Input
Content starts

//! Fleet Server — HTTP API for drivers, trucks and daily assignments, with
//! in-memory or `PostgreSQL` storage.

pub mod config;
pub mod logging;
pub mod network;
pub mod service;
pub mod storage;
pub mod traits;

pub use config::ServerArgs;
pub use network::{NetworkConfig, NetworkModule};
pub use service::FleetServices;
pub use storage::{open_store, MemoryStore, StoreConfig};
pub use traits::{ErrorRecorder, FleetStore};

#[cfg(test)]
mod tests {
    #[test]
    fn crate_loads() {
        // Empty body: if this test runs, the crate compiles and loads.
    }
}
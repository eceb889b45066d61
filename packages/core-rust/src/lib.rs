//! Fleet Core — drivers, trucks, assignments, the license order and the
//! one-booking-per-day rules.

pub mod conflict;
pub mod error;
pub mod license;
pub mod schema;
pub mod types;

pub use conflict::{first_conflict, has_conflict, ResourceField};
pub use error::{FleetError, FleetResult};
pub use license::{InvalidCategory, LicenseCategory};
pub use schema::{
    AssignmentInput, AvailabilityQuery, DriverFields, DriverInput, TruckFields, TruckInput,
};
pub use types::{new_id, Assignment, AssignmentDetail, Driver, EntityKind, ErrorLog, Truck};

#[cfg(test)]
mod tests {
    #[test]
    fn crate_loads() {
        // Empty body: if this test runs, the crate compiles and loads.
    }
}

Content ends
Content starts

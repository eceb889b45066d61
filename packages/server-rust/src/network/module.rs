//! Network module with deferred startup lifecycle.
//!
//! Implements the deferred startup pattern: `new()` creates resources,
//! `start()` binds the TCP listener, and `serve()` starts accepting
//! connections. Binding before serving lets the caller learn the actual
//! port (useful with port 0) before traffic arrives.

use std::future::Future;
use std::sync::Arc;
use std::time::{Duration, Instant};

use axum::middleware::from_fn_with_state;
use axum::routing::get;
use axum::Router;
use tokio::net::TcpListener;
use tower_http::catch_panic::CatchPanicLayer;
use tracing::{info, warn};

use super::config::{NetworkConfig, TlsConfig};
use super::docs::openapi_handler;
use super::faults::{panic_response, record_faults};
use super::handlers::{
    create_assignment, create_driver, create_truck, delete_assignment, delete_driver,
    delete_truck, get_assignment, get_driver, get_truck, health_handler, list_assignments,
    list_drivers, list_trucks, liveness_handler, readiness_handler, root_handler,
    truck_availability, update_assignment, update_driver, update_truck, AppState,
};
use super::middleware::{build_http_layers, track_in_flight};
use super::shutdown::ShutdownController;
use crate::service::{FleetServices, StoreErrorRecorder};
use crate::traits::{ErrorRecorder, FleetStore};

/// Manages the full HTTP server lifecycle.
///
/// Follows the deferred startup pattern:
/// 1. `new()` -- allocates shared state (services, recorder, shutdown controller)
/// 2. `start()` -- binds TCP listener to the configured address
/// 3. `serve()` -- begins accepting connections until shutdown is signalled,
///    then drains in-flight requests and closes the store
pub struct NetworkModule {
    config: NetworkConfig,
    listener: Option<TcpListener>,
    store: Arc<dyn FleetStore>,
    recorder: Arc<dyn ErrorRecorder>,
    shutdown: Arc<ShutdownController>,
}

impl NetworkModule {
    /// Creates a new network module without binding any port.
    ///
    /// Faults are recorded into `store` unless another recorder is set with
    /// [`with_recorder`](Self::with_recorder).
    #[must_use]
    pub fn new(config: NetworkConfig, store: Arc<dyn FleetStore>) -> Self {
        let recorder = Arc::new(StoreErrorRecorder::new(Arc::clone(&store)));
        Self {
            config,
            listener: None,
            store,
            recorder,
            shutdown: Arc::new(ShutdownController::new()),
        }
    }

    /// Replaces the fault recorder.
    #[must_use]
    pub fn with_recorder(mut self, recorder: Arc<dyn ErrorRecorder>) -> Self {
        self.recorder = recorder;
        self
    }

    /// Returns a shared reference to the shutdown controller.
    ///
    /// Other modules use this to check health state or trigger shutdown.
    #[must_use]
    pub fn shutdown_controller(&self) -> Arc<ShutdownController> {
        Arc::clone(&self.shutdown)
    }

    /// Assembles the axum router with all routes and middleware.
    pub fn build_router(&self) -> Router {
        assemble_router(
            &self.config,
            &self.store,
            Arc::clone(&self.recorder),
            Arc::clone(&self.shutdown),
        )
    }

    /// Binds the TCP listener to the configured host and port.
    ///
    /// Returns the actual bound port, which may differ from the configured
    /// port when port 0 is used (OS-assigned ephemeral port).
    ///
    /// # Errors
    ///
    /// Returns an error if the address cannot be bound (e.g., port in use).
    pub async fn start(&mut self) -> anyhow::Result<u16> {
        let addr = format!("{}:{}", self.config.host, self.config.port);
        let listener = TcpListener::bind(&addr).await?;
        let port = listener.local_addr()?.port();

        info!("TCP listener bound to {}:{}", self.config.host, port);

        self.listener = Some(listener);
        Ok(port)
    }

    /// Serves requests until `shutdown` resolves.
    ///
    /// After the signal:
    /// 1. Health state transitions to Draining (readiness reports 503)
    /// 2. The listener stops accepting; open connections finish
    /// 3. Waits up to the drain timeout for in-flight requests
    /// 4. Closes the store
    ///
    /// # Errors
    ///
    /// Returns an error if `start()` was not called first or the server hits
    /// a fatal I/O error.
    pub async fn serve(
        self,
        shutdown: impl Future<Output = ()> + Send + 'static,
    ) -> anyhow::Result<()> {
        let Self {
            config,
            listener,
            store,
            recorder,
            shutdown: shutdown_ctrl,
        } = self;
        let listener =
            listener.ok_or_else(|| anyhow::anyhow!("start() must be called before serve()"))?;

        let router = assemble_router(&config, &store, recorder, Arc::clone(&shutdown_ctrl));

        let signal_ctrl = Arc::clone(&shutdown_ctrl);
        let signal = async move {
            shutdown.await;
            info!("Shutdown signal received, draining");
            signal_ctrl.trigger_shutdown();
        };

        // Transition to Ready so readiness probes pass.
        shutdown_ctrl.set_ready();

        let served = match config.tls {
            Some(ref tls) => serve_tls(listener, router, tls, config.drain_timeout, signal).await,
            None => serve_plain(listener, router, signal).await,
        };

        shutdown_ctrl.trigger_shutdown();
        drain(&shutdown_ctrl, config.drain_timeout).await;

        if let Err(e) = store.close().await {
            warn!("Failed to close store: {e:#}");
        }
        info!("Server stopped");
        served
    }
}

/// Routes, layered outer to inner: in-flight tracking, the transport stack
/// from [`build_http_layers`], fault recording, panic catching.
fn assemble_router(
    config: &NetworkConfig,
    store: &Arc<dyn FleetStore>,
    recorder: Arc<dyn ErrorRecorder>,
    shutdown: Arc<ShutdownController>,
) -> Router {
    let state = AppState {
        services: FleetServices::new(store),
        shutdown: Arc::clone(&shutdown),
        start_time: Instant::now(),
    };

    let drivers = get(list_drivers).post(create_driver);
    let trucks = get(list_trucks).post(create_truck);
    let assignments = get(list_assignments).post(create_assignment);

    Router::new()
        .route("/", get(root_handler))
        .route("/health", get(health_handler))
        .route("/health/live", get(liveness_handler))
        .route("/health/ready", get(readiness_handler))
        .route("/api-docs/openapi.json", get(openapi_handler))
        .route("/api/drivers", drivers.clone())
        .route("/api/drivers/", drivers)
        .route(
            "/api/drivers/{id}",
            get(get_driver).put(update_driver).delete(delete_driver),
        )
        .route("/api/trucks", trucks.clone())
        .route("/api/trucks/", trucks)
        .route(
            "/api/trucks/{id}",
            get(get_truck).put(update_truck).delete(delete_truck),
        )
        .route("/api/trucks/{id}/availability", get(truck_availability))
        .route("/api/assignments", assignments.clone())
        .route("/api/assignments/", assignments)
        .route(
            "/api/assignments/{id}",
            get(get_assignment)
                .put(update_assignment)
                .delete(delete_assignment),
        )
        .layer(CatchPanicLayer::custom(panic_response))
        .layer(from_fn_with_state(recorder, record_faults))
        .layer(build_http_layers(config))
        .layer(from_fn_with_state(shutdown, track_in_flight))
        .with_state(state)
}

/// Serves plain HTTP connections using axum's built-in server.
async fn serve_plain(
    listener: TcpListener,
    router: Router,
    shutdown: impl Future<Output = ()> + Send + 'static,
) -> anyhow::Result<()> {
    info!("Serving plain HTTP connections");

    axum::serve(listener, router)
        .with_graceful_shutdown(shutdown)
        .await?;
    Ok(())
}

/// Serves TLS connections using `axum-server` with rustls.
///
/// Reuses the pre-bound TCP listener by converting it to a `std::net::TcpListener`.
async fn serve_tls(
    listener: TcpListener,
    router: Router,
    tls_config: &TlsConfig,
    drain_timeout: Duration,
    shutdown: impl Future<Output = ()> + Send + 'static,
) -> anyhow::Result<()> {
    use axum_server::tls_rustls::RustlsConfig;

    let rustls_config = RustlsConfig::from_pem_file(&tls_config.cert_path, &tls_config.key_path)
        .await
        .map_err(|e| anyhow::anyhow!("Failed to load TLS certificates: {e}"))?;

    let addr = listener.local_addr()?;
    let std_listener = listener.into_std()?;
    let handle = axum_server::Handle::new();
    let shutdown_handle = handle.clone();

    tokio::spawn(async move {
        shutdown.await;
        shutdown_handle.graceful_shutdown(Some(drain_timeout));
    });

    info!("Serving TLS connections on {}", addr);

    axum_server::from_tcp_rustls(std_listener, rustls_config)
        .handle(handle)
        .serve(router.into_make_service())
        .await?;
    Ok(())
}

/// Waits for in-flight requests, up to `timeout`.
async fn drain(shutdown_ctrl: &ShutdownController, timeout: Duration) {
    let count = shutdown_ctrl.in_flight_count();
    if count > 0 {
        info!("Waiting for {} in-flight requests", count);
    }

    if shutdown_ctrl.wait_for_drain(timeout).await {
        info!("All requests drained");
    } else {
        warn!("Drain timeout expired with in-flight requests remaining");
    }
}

Content ends

What to produce
Find every line of the records holding "until". Answer with the count alone.

Completed exercise
2